Yes. But I think most of us are willing to let others be the
"experts" in the things we aren't interested in. I for example, am
*completely* willing to let Robert and Damien be the experts
on "bathos".
> Is it realistic to expect resources to hold out?
It becomes a problem only if we set our memory "valuations" above
the resource base. One of the things that is interesting in science,
is that as we refine principles, theories and laws, the details that
lead us to those conclusions become less important. If I have an
abstraction that I know can be used to go generate a lot of
content, then it may be unimportant for me to remember the
content itself. Think of all of the pretty pictures that you
can get with a fractal equation and a few initial variables.
The problem with humans as currently structured is that the
memory mechanism is on autopilot with no delete key. We
aren't consciously saying "Do I really need to remember this?".

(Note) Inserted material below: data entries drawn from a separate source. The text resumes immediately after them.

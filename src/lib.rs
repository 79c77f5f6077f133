//! Randomized virtual input-device fuzzing.
//!
//! Every iteration synthesizes a device with a random capability set, pushes a
//! random stream of event frames through it into the input stack under test, and
//! records the device descriptor plus an evemu-style trace of everything sent.
//!
//! - [`capability`]: random capability sets
//! - [`value`] / [`stream`]: event values and framed event streams
//! - [`trace`] / [`descriptor`]: what gets recorded
//! - [`backends`]: where events go (in-process loopback, or Linux uinput)
//! - [`harness`]: the iteration loop

#![cfg_attr(docsrs, feature(doc_cfg))]

pub mod backends;
pub mod capability;
pub mod clock;
pub mod codes;
pub mod config;
pub mod descriptor;
pub mod device;
pub mod error;
pub mod event;
pub mod harness;
pub mod logger;
pub mod stream;
pub mod trace;
pub mod value;

pub use capability::{AbsRange, CapabilityLimits, CapabilitySet};
pub use codes::EventType;
pub use config::{ConfigError, FuzzConfig};
pub use device::*;
pub use error::FuzzError;
pub use event::*;
pub use harness::{CancellationToken, Harness, RunSummary};
pub use stream::{EventSink, StreamLimits, StreamReport, StreamSynthesizer};
pub use trace::TraceSink;
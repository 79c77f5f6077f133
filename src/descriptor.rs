//! Device descriptors.
//!
//! Before any events are sent, each iteration records the device it just created so
//! the trace can be paired with a device for replay. [`Descriptor`] is that record:
//! name, bus/vendor/product ids, declared event bits and absolute axis ranges.
//!
//! Two renderings are supported ([`DescriptorFormat`]):
//! - **`evemu`** (default): the `evemu-record` text format (`N:`, `I:`, `P:`, `B:`,
//!   `A:` lines, preceded by a commented summary). Together with the `E:` lines of the
//!   trace it forms a complete recording `evemu-device`/`evemu-play` can replay.
//! - **`json`**: the same data as a single JSON document.
//!
//! # Conventions
//! - `B: 00` lines hold the event *type* mask; `B: <type>` lines hold each type's
//!   code mask. Masks are written 8 bytes per line, least significant byte first.
//! - `A:` lines are `code min max fuzz flat resolution`; fuzz, flat and resolution
//!   are always `0` for fuzzed devices.

use crate::capability::CapabilitySet;
use crate::codes::{self, EventType};
use crate::error::FuzzError;
use crate::event::Capability;
use clap::ValueEnum;
use serde::{Deserialize, Serialize};
use std::fmt;

/// `BUS_VIRTUAL` from `linux/input.h`.
pub const BUS_VIRTUAL: u16 = 0x06;

/// Bus and USB-style identity of a device (`struct input_id`).
#[derive(Clone, Copy, Debug, PartialEq, Eq, Serialize, Deserialize)]
pub struct DeviceIdentity {
    pub bustype: u16,
    pub vendor: u16,
    pub product: u16,
    pub version: u16,
}

impl Default for DeviceIdentity {
    fn default() -> Self {
        Self {
            bustype: BUS_VIRTUAL,
            vendor: 0,
            product: 0,
            version: 0,
        }
    }
}

/// One absolute axis and its `input_absinfo` range.
#[derive(Clone, Copy, Debug, PartialEq, Eq, Serialize, Deserialize)]
pub struct AbsAxis {
    pub code: u16,
    pub minimum: i32,
    pub maximum: i32,
    pub fuzz: i32,
    pub flat: i32,
    pub resolution: i32,
}

/// How descriptors are rendered.
#[derive(Clone, Copy, Debug, Default, PartialEq, Eq, Serialize, Deserialize, ValueEnum)]
#[serde(rename_all = "lowercase")]
pub enum DescriptorFormat {
    #[default]
    Evemu,
    Json,
}

/// Serializable snapshot of a synthetic device.
#[derive(Clone, Debug, PartialEq, Eq, Serialize, Deserialize)]
pub struct Descriptor {
    pub name: String,
    pub identity: DeviceIdentity,
    /// Input properties (`INPUT_PROP_*`); fuzzed devices declare none.
    pub properties: Vec<u16>,
    /// Declared `(type, code)` pairs, ascending.
    pub capabilities: Vec<Capability>,
    /// Absolute axes, ascending by code.
    pub abs_axes: Vec<AbsAxis>,
}

impl Descriptor {
    /// Record the device declared by `caps`.
    pub fn capture(caps: &CapabilitySet) -> Self {
        Self {
            name: caps.name().to_string(),
            identity: DeviceIdentity::default(),
            properties: Vec::new(),
            capabilities: caps.to_vec(),
            abs_axes: caps
                .ranged_codes()
                .map(|(code, range)| AbsAxis {
                    code,
                    minimum: range.minimum,
                    maximum: range.maximum,
                    fuzz: 0,
                    flat: 0,
                    resolution: 0,
                })
                .collect(),
        }
    }

    pub fn with_identity(mut self, identity: DeviceIdentity) -> Self {
        self.identity = identity;
        self
    }

    pub fn render(&self, format: DescriptorFormat) -> Result<String, FuzzError> {
        match format {
            DescriptorFormat::Evemu => Ok(self.to_evemu()),
            DescriptorFormat::Json => self.to_json(),
        }
    }

    pub fn to_json(&self) -> Result<String, FuzzError> {
        Ok(serde_json::to_string_pretty(self)?)
    }

    /// Declared types, always including `EV_SYN`.
    fn event_types(&self) -> Vec<EventType> {
        let mut types = vec![EventType::SYNCHRONIZATION];
        types.extend(self.capabilities.iter().map(|c| c.event_type));
        types.sort();
        types.dedup();
        types
    }

    fn codes_of(&self, event_type: EventType) -> impl Iterator<Item = u16> + '_ {
        self.capabilities
            .iter()
            .filter(move |c| c.event_type == event_type)
            .map(|c| c.code)
    }

    pub fn to_evemu(&self) -> String {
        let mut out = String::new();
        // Writing into a `String` only fails if a `Display` impl does.
        if self.write_evemu(&mut out).is_err() {
            tracing::warn!(device = %self.name, "evemu descriptor rendering was cut short");
        }
        out
    }

    /// Write the evemu-record rendering: commented summary, then `N:`, `I:`,
    /// `P:`, `B:` and `A:` lines.
    pub fn write_evemu(&self, out: &mut impl fmt::Write) -> fmt::Result {
        let id = &self.identity;
        let types = self.event_types();

        writeln!(out, "# EVEMU 1.3")?;
        writeln!(out, "# Input device name: \"{}\"", self.name)?;
        writeln!(
            out,
            "# Input device ID: bus {:#04x} vendor {:#06x} product {:#06x} version {:#06x}",
            id.bustype, id.vendor, id.product, id.version
        )?;
        writeln!(out, "# Supported events:")?;
        for &ty in &types {
            writeln!(
                out,
                "#   Event type {} ({})",
                ty.0,
                ty.name().unwrap_or(crate::trace::UNKNOWN_NAME)
            )?;
            if ty == EventType::SYNCHRONIZATION {
                writeln!(out, "#     Event code 0 (SYN_REPORT)")?;
                continue;
            }
            for code in self.codes_of(ty) {
                writeln!(
                    out,
                    "#     Event code {} ({})",
                    code,
                    codes::code_name(ty, code).unwrap_or(crate::trace::UNKNOWN_NAME)
                )?;
                if ty == EventType::ABSOLUTE {
                    if let Some(axis) = self.abs_axes.iter().find(|a| a.code == code) {
                        writeln!(out, "#       Value   {:>6}", 0)?;
                        writeln!(out, "#       Min     {:>6}", axis.minimum)?;
                        writeln!(out, "#       Max     {:>6}", axis.maximum)?;
                        writeln!(out, "#       Fuzz    {:>6}", axis.fuzz)?;
                        writeln!(out, "#       Flat    {:>6}", axis.flat)?;
                        writeln!(out, "#       Resolution {:>3}", axis.resolution)?;
                    }
                }
            }
        }
        writeln!(out, "# Properties:")?;
        for prop in &self.properties {
            writeln!(out, "#   Property  type {prop}")?;
        }

        writeln!(out, "N: {}", self.name)?;
        writeln!(
            out,
            "I: {:04x} {:04x} {:04x} {:04x}",
            id.bustype, id.vendor, id.product, id.version
        )?;
        write_mask(out, "P:", None, self.properties.iter().copied(), 0x1f)?;
        write_mask(out, "B:", Some(0), types.iter().map(|t| t.0), EventType::MAX.0)?;
        for &ty in types.iter().filter(|&&t| t != EventType::SYNCHRONIZATION) {
            if let Some(max) = ty.max_code() {
                write_mask(out, "B:", Some(ty.0), self.codes_of(ty), max)?;
            }
        }
        for axis in &self.abs_axes {
            writeln!(
                out,
                "A: {:02x} {} {} {} {} {}",
                axis.code, axis.minimum, axis.maximum, axis.fuzz, axis.flat, axis.resolution
            )?;
        }
        Ok(())
    }
}

/// Write a bitmask covering bits `0..=max_bit`, eight bytes per line.
fn write_mask(
    out: &mut impl fmt::Write,
    tag: &str,
    type_prefix: Option<u16>,
    bits: impl Iterator<Item = u16>,
    max_bit: u16,
) -> fmt::Result {
    let nbytes = (usize::from(max_bit) + 1 + 7) / 8;
    let padded = (nbytes + 7) / 8 * 8;
    let mut bytes = vec![0u8; padded];
    for bit in bits.filter(|&b| b <= max_bit) {
        let bit = usize::from(bit);
        bytes[bit / 8] |= 1 << (bit % 8);
    }
    for chunk in bytes.chunks(8) {
        out.write_str(tag)?;
        if let Some(ty) = type_prefix {
            write!(out, " {ty:02x}")?;
        }
        for b in chunk {
            write!(out, " {b:02x}")?;
        }
        out.write_char('\n')?;
    }
    Ok(())
}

> How many people are expected to ultimately be uploaded?
All of them that want to be. My estimates for Matrioshka Brains
(solar system sized nanocomputer clusters) is that you get
something like 10^26 (100 trillion trillion) human brain
processor equivalents and something greater than 10^28
in human recall capacity (memory) equivalents.
The problem isn't with capacity for uploads, the problem is
with capacity for copies. I can't speak for other list members,
but I think 10^16 copies of myself (which is what everyone can
have) makes no sense at all (it certainly gets Spike worried).
So, what you have is uploading, followed by a *huge* increase
in personal capacity, probably involving some mental slow-down
as you become physically really large (much larger than planetary
sized) and then the crystal ball gets really cloudy.
It may be quite possible, that we all decide to stop growing our
minds at asteroid or moon size because of diminishing returns
or self-management problems. The excess computronium at that
point gets devoted to offspring that we produce by mind division
(copying?) and mating. But since we do those things "consciously"
and the phase space for consciousness is huge, it may take quite some
time to figure out how to use those resources. Some people
on the list would support random evolution of ArtificialBrains
(ABrains) but since we aren't anywhere near a consensus on whether
or not its moral if we want or have to unplug these and whether or
not we can keep them from turning on us, I think the jury is still out
on whether this is a good idea.
Great observations and questions though.